Economia

Açores cedem aplicação para fiscalizar atividade económica

Açores cedem aplicação para fiscalizar atividade económica
Uma aplicação informática de fiscalização da atividade económica totalmente desenvolvida pelo governo açoriano foi cedida ao executivo madeirense, no primeiro ato de cooperação institucional formalizado na sequência da cimeira Madeira-Açores, realizada no início deste ano.

Na prática, a experiência dos Açores permitiu "uma verdadeira revolução no modus operandi" da Autoridade Regional das Atividades Económicas (ARAE), "tornando-a mais célere e menos burocrática e permitindo toda a gestão estatística e informativa da atividade desenvolvida", afirmou o secretário regional da Economia, Turismo e Cultura da Madeira, Eduardo Jesus, na apresentação pública da iniciativa, no Funchal.
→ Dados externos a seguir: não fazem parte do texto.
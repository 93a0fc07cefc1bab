//! Storage cards in one or two columns

use ratatui::{
    buffer::Buffer,
    layout::{Constraint, Direction, Layout, Rect},
    style::Style,
    text::{Line, Span},
    widgets::{Block, Borders, Widget},
};

use crate::core::state::AppState;
use crate::telemetry::format::format_size_gb;
use crate::telemetry::StorageInfo;
use crate::ui::layout::DriveLayout;
use crate::ui::theme::Theme;
use crate::ui::widgets::metrics_panel::usage_bar;

const CARD_HEIGHT: u16 = 2;

pub struct DrivesPanel<'a> {
    state: &'a AppState,
    theme: &'a Theme,
}

impl<'a> DrivesPanel<'a> {
    pub fn new(state: &'a AppState, theme: &'a Theme) -> Self {
        Self { state, theme }
    }

    fn render_card(&self, drive: &StorageInfo, area: Rect, buf: &mut Buffer) {
        if area.height == 0 {
            return;
        }
        let kind = drive.media_kind.to_string();
        let mut title = format!("{} {}", drive.name, drive.mount_point);
        if !kind.is_empty() {
            title.push_str(&format!(" · {}", kind));
        }
        let bar_width = (area.width as usize).saturating_sub(8).min(20);
        let first = Line::from(vec![
            Span::styled(
                usage_bar(drive.used_percent, bar_width),
                Style::default().fg(self.theme.usage_color(drive.used_percent)),
            ),
            Span::styled(format!(" {:>3.0}%  ", drive.used_percent), self.theme.styles.value),
            Span::styled(title, self.theme.styles.label),
        ]);
        buf.set_line(area.x, area.y, &first, area.width);

        if area.height > 1 {
            let second = Line::from(vec![
                Span::styled(
                    format!(
                        "{} free of {}",
                        format_size_gb(drive.free_gb),
                        format_size_gb(drive.total_gb)
                    ),
                    self.theme.styles.label,
                ),
                Span::styled(
                    format!("  active {:.0}%", drive.activity_percent),
                    Style::default().fg(self.theme.usage_color(drive.activity_percent)),
                ),
            ]);
            buf.set_line(area.x, area.y + 1, &second, area.width);
        }
    }

    fn render_column(&self, indices: &[usize], area: Rect, buf: &mut Buffer) {
        let drives = &self.state.dashboard.snapshot.storage;
        for (slot, &index) in indices.iter().enumerate() {
            let y = area.y + slot as u16 * CARD_HEIGHT;
            if y >= area.y + area.height {
                break;
            }
            let card = Rect {
                y,
                height: CARD_HEIGHT.min(area.y + area.height - y),
                ..area
            };
            if let Some(drive) = drives.get(index) {
                self.render_card(drive, card, buf);
            }
        }
    }
}

impl<'a> Widget for DrivesPanel<'a> {
    fn render(self, area: Rect, buf: &mut Buffer) {
        let dash = &self.state.dashboard;
        let block = Block::default()
            .title(Span::styled(" STORAGE ", self.theme.styles.panel_title))
            .borders(Borders::ALL)
            .border_style(self.theme.styles.panel_border)
            .style(Style::default().bg(self.theme.colors.bg));
        let mut inner = block.inner(area);
        block.render(area, buf);

        let layout = DriveLayout::compute(&dash.snapshot.storage, dash.two_column_drives_at_four);

        if let Some(system) = layout.system_row {
            if let Some(drive) = dash.snapshot.storage.get(system) {
                let row = Rect {
                    height: CARD_HEIGHT.min(inner.height),
                    ..inner
                };
                self.render_card(drive, row, buf);
                inner.y += row.height;
                inner.height -= row.height;
            }
        }

        if !layout.two_column {
            self.render_column(&layout.left, inner, buf);
            return;
        }

        let columns = Layout::default()
            .direction(Direction::Horizontal)
            .constraints([Constraint::Percentage(50), Constraint::Percentage(50)])
            .split(inner);
        self.render_column(&layout.left, columns[0], buf);
        self.render_column(&layout.right, columns[1], buf);
    }
}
O governante destacou que "em menos de quatro meses" foi possível partilhar a solução informática "desenvolvida inteiramente pelo Governo dos Açores" e já a ser aplicada na Madeira.

A aplicação permite "um maior conhecimento do tecido económico, para além de possibilitar um acesso mais fácil e interativo, por parte dos utentes, à instituição, com claras vantagens para a satisfação das suas necessidades", declarou.

Permite, ainda de acordo com Eduardo Jesus, "uma maior monitorização da atividade económica, um conhecimento mais realista do tecido empresarial e dos sectores de maior risco na região", bem como ter ganhos de produtividade, "com uma grande diminuição da burocracia, aumentando os níveis de segurança alimentar, reforçando a confiança dos consumidores".

O inspetor regional das Atividades Económicas dos Açores, Paulo Machado, destacou que a aplicação melhora "a gestão de recursos", possibilitando "libertar tempo" para estar no terreno, já que essa "é a experiência da ARAE Açores" depois da implementação.

"Em poucos meses, dois a três, já se sentirá o efeito dessa mudança, que passa pela implementação desta ferramenta, que já se iniciou porque estamos no momento de formação", aliviando depois a carga administrativa", afirmou.